Task description
An exact copy of every record is required.

Exercise data
------------------------------------------------------------
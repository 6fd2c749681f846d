//! Error types for Pagesmith.
//!
//! Library crates use [`PagesmithError`] via `thiserror`.
//! The CLI wraps this with `color-eyre` for rich diagnostics.

use std::path::PathBuf;

/// Top-level error type for all Pagesmith operations.
#[derive(Debug, thiserror::Error)]
pub enum PagesmithError {
    /// Configuration loading or validation error. Fatal for the whole run.
    #[error("config error: {message}")]
    Config { message: String },

    /// XML or YAML parsing error.
    #[error("parse error: {message}")]
    Parse { message: String },

    /// Filesystem I/O error.
    #[error("I/O error at {path:?}: {source}")]
    Io {
        path: PathBuf,
        source: std::io::Error,
    },

    /// Data validation error (bad page id, duplicate ids, etc.).
    #[error("validation error: {message}")]
    Validation { message: String },

    /// No template file exists for the requested name.
    #[error("template '{name}' not found at {path:?}")]
    TemplateNotFound { name: String, path: PathBuf },

    /// A template string references a field the content map does not provide.
    #[error("unknown placeholder '{{{placeholder}}}' in template string {text:?}")]
    UnknownPlaceholder { placeholder: String, text: String },

    /// A template string has an unbalanced `{` or `}`.
    #[error("malformed template string {text:?}: {reason}")]
    MalformedTemplate { text: String, reason: String },

    /// Output serialization error (XML or JSON writer).
    #[error("serialization error: {0}")]
    Serialize(String),
}

/// Convenience alias used throughout the codebase.
pub type Result<T> = std::result::Result<T, PagesmithError>;

impl PagesmithError {
    /// Create a config error from any displayable message.
    pub fn config(msg: impl Into<String>) -> Self {
        Self::Config {
            message: msg.into(),
        }
    }

    /// Create a parse error from any displayable message.
    pub fn parse(msg: impl Into<String>) -> Self {
        Self::Parse {
            message: msg.into(),
        }
    }

    /// Create a validation error from any displayable message.
    pub fn validation(msg: impl Into<String>) -> Self {
        Self::Validation {
            message: msg.into(),
        }
    }

    /// Wrap a `std::io::Error` with a path for context.
    pub fn io(path: impl Into<PathBuf>, source: std::io::Error) -> Self {
        Self::Io {
            path: path.into(),
            source,
        }
    }
}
------------------------------------------------------------
Completed exercise
repository 6fd2c749681f846d
//! Error types for Pagesmith.
//!
//! Library crates use [`PagesmithError`] via `thiserror`.
//! The CLI wraps this with `color-eyre` for rich diagnostics.

use std::path::PathBuf;

/// Top-level error type for all Pagesmith operations.
#[derive(Debug, thiserror::Error)]
pub enum PagesmithError {
    /// Configuration loading or validation error. Fatal for the whole run.
    #[error("config error: {message}")]
    Config { message: String },

    /// XML or YAML parsing error.
    #[error("parse error: {message}")]
    Parse { message: String },

    /// Filesystem I/O error.
    #[error("I/O error at {path:?}: {source}")]
    Io {
        path: PathBuf,
        source: std::io::Error,
    },

    /// Data validation error (bad page id, duplicate ids, etc.).
    #[error("validation error: {message}")]
    Validation { message: String },

    /// No template file exists for the requested name.
    #[error("template '{name}' not found at {path:?}")]
    TemplateNotFound { name: String, path: PathBuf },

    /// A template string references a field the content map does not provide.
    #[error("unknown placeholder '{{{placeholder}}}' in template string {text:?}")]
    UnknownPlaceholder { placeholder: String, text: String },

    /// A template string has an unbalanced `{` or `}`.
    #[error("malformed template string {text:?}: {reason}")]
    MalformedTemplate { text: String, reason: String },

    /// Output serialization error (XML or JSON writer).
    #[error("serialization error: {0}")]
    Serialize(String),
}

/// Convenience alias used throughout the codebase.
pub type Result<T> = std::result::Result<T, PagesmithError>;

impl PagesmithError {
    /// Create a config error from any displayable message.
    pub fn config(msg: impl Into<String>) -> Self {
        Self::Config {
            message: msg.into(),
        }
    }

    /// Create a parse error from any displayable message.
    pub fn parse(msg: impl Into<String>) -> Self {
        Self::Parse {
            message: msg.into(),
        }
    }

    /// Create a validation error from any displayable message.
    pub fn validation(msg: impl Into<String>) -> Self {
        Self::Validation {
            message: msg.into(),
        }
    }

    /// Wrap a `std::io::Error` with a path for context.
    pub fn io(path: impl Into<PathBuf>, source: std::io::Error) -> Self {
        Self::Io {
            path: path.into(),
            source,
        }
    }
}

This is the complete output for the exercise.